Gager finds that "for each extra hour a father spends at work, his children do two more minutes of housework a week on average. That relationship between parental time at work and a child's time on chores does not hold true, however, for mothers. (There were 3,560 families in the study.)"

It's easy to tear this study apart, and I note its infirmities first before I lay out below the potential effect it could be having on women's advancement in society. The study stretches its own credibility thin when it points out that a child does "one or two" more minutes of housework each week (how can that even be calculated correctly?) for each extra hour worked by fathers. And how can one base a solid conclusion on an incremental increase of time spent by children on household chores?

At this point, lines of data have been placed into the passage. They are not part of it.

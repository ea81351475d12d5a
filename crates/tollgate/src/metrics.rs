//! Process-wide Prometheus collectors and the per-stream recording helper.

use std::sync::OnceLock;
use std::time::Instant;

use prometheus::{
    histogram_opts, opts, HistogramVec, IntCounter, IntCounterVec, Registry, TextEncoder,
};

const STATUS_SUCCESS: &str = "success";
const STATUS_ERROR: &str = "error";

pub struct Metrics {
    pub registry: Registry,
    /// Request-headers arrival to final response-body event, per backend/model/status.
    pub total_latency: HistogramVec,
    /// Tokens processed, per backend/model and type (prompt, completion, total).
    pub tokens_total: IntCounterVec,
    /// Requests processed, per backend/model and status (success, error).
    pub requests_total: IntCounterVec,
    /// Latency to the first streamed token, per backend/model.
    pub first_token_latency: HistogramVec,
    /// Latency between consecutive streamed tokens, per backend/model.
    pub inter_token_latency: HistogramVec,
    /// Configuration reloads that failed and kept the previous snapshot.
    pub config_reload_failures: IntCounter,
}

static INSTANCE: OnceLock<Metrics> = OnceLock::new();

impl Metrics {
    fn new() -> Self {
        let registry = Registry::new();
        let total_latency = HistogramVec::new(
            histogram_opts!(
                "aigateway_total_latency_seconds",
                "Time spent processing request.",
                vec![0.1, 0.5, 1.0, 2.5, 5.0, 10.0, 20.0, 30.0, 60.0]
            ),
            &["backend", "model", "status"],
        )
        .unwrap();
        let tokens_total = IntCounterVec::new(
            opts!(
                "aigateway_model_tokens_total",
                "Total number of tokens processed by model and type."
            ),
            &["backend", "model", "type"],
        )
        .unwrap();
        let requests_total = IntCounterVec::new(
            opts!(
                "aigateway_requests_total",
                "Total number of requests processed."
            ),
            &["backend", "model", "status"],
        )
        .unwrap();
        let first_token_latency = HistogramVec::new(
            histogram_opts!(
                "aigateway_first_token_latency_seconds",
                "Time to receive first token in streaming responses.",
                vec![0.1, 0.25, 0.5, 1.0, 2.5, 5.0, 10.0]
            ),
            &["backend", "model"],
        )
        .unwrap();
        let inter_token_latency = HistogramVec::new(
            histogram_opts!(
                "aigateway_inter_token_latency_seconds",
                "Time between consecutive tokens in streaming responses.",
                vec![0.1, 0.25, 0.5, 1.0, 2.5, 5.0, 10.0]
            ),
            &["backend", "model"],
        )
        .unwrap();
        let config_reload_failures = IntCounter::new(
            "aigateway_config_reload_failures_total",
            "Configuration reloads rejected while keeping the previous snapshot.",
        )
        .unwrap();

        registry.register(Box::new(total_latency.clone())).unwrap();
        registry.register(Box::new(tokens_total.clone())).unwrap();
        registry.register(Box::new(requests_total.clone())).unwrap();
        registry
            .register(Box::new(first_token_latency.clone()))
            .unwrap();
        registry
            .register(Box::new(inter_token_latency.clone()))
            .unwrap();
        registry
            .register(Box::new(config_reload_failures.clone()))
            .unwrap();

        Self {
            registry,
            total_latency,
            tokens_total,
            requests_total,
            first_token_latency,
            inter_token_latency,
            config_reload_failures,
        }
    }

    pub fn get_or_create() -> &'static Metrics {
        INSTANCE.get_or_init(Metrics::new)
    }

    /// Render the registry in the Prometheus text exposition format.
    pub fn render(&self) -> String {
        TextEncoder::new()
            .encode_to_string(&self.registry.gather())
            .unwrap_or_default()
    }
}

/// Per-stream metric recording; owns the request's timing state.
pub struct TokenMetrics {
    metrics: &'static Metrics,
    request_start: Instant,
    first_token_sent: bool,
    last_token_time: Instant,
}

impl TokenMetrics {
    pub fn new() -> Self {
        let now = Instant::now();
        Self {
            metrics: Metrics::get_or_create(),
            request_start: now,
            first_token_sent: false,
            last_token_time: now,
        }
    }

    /// Reset timing at the moment the request is dispatched upstream.
    pub fn start_request(&mut self) {
        self.request_start = Instant::now();
        self.first_token_sent = false;
    }

    pub fn update_token_metrics(
        &self,
        backend: &str,
        model: &str,
        input_tokens: u32,
        output_tokens: u32,
        total_tokens: u32,
    ) {
        self.metrics
            .tokens_total
            .with_label_values(&[backend, model, "prompt"])
            .inc_by(u64::from(input_tokens));
        self.metrics
            .tokens_total
            .with_label_values(&[backend, model, "completion"])
            .inc_by(u64::from(output_tokens));
        self.metrics
            .tokens_total
            .with_label_values(&[backend, model, "total"])
            .inc_by(u64::from(total_tokens));
    }

    /// Record streamed-chunk pacing: first chunk observes first-token
    /// latency, later chunks observe inter-token latency normalized by the
    /// number of tokens the chunk carried.
    pub fn update_latency_metrics(&mut self, backend: &str, model: &str, output_tokens: u32) {
        let now = Instant::now();
        if !self.first_token_sent {
            self.first_token_sent = true;
            self.metrics
                .first_token_latency
                .with_label_values(&[backend, model])
                .observe(now.duration_since(self.request_start).as_secs_f64());
        } else {
            let divisor = output_tokens.max(1);
            let itl = now.duration_since(self.last_token_time).as_secs_f64() / f64::from(divisor);
            self.metrics
                .inter_token_latency
                .with_label_values(&[backend, model])
                .observe(itl);
        }
        self.last_token_time = now;
    }

    pub fn record_request_completion(&self, backend: &str, model: &str, success: bool) {
        let status = if success { STATUS_SUCCESS } else { STATUS_ERROR };
        if success {
            self.metrics
                .total_latency
                .with_label_values(&[backend, model, status])
                .observe(self.request_start.elapsed().as_secs_f64());
        }
        self.metrics
            .requests_total
            .with_label_values(&[backend, model, status])
            .inc();
    }
}

impl Default for TokenMetrics {
    fn default() -> Self {
        Self::new()
    }
}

That aside, New York Times blogger Lisa Belkin makes an assertion about these findings that, if true, could explain a question that continues to loom large for career women -- why have we not made the kind of progress we were hoping to make (in the corporate world, in politics and in the arts) by now?

Belkin writes, "Gager's journal article does not speculate on why this is true, but my theory is that mothers are more likely to see home and hearth as their responsibility, and to feel guilty if they have to dole out "their job" to their children. Fathers, on the other hand, are less likely to carry that societal expectation, or that guilt." (http://parenting.blogs.nytimes.com/2009/10/27/kids-picking-up-the-slack)

I would go even further and say that some (not all) women not only see home and hearth as their responsibility but are positively territorial about performing all the housework and child care. If they give any of that up, they fear their husbands/men might no longer support them.

To this niche demographic, giving up any of the cooking or cleaning or household errands or childcare puts them in the perilous position of not having a reason for being. While insisting on performing these responsibilities, they teach the next generation that housework is women's work.

Their boys learn by osmosis that dad's place is in the work world, and mom's (and by inference, all women's) place is in the home. The downside of this is that when children are raised in this fashion, they take their personal experiences out into the real world. They become bosses who are less likely to promote women workers (because they conclude they will ultimately quit work to raise a family.) They become parents who perpetuate these stereotypes.

This is anecdotal, of course, but I've had so many female friends complain about their husbands/partners failing to pick up a fair share of the housework and child care. I ask, "Why won't he do his fair share?" The typical response is, "I can't get him to do anything, so I do it myself."

Then I ask why the wife didn't choose instead to marry a man who would do his fair share. Again, the typical response is that such men do not exist or the woman in question couldn't wait any longer to get married since she wanted children and her biological clock was running.

The truth is that until women flat out refuse to have children with old-fashioned men, these stereotypes will be perpetuated. And the worst part of that is, some women actually prefer it that way.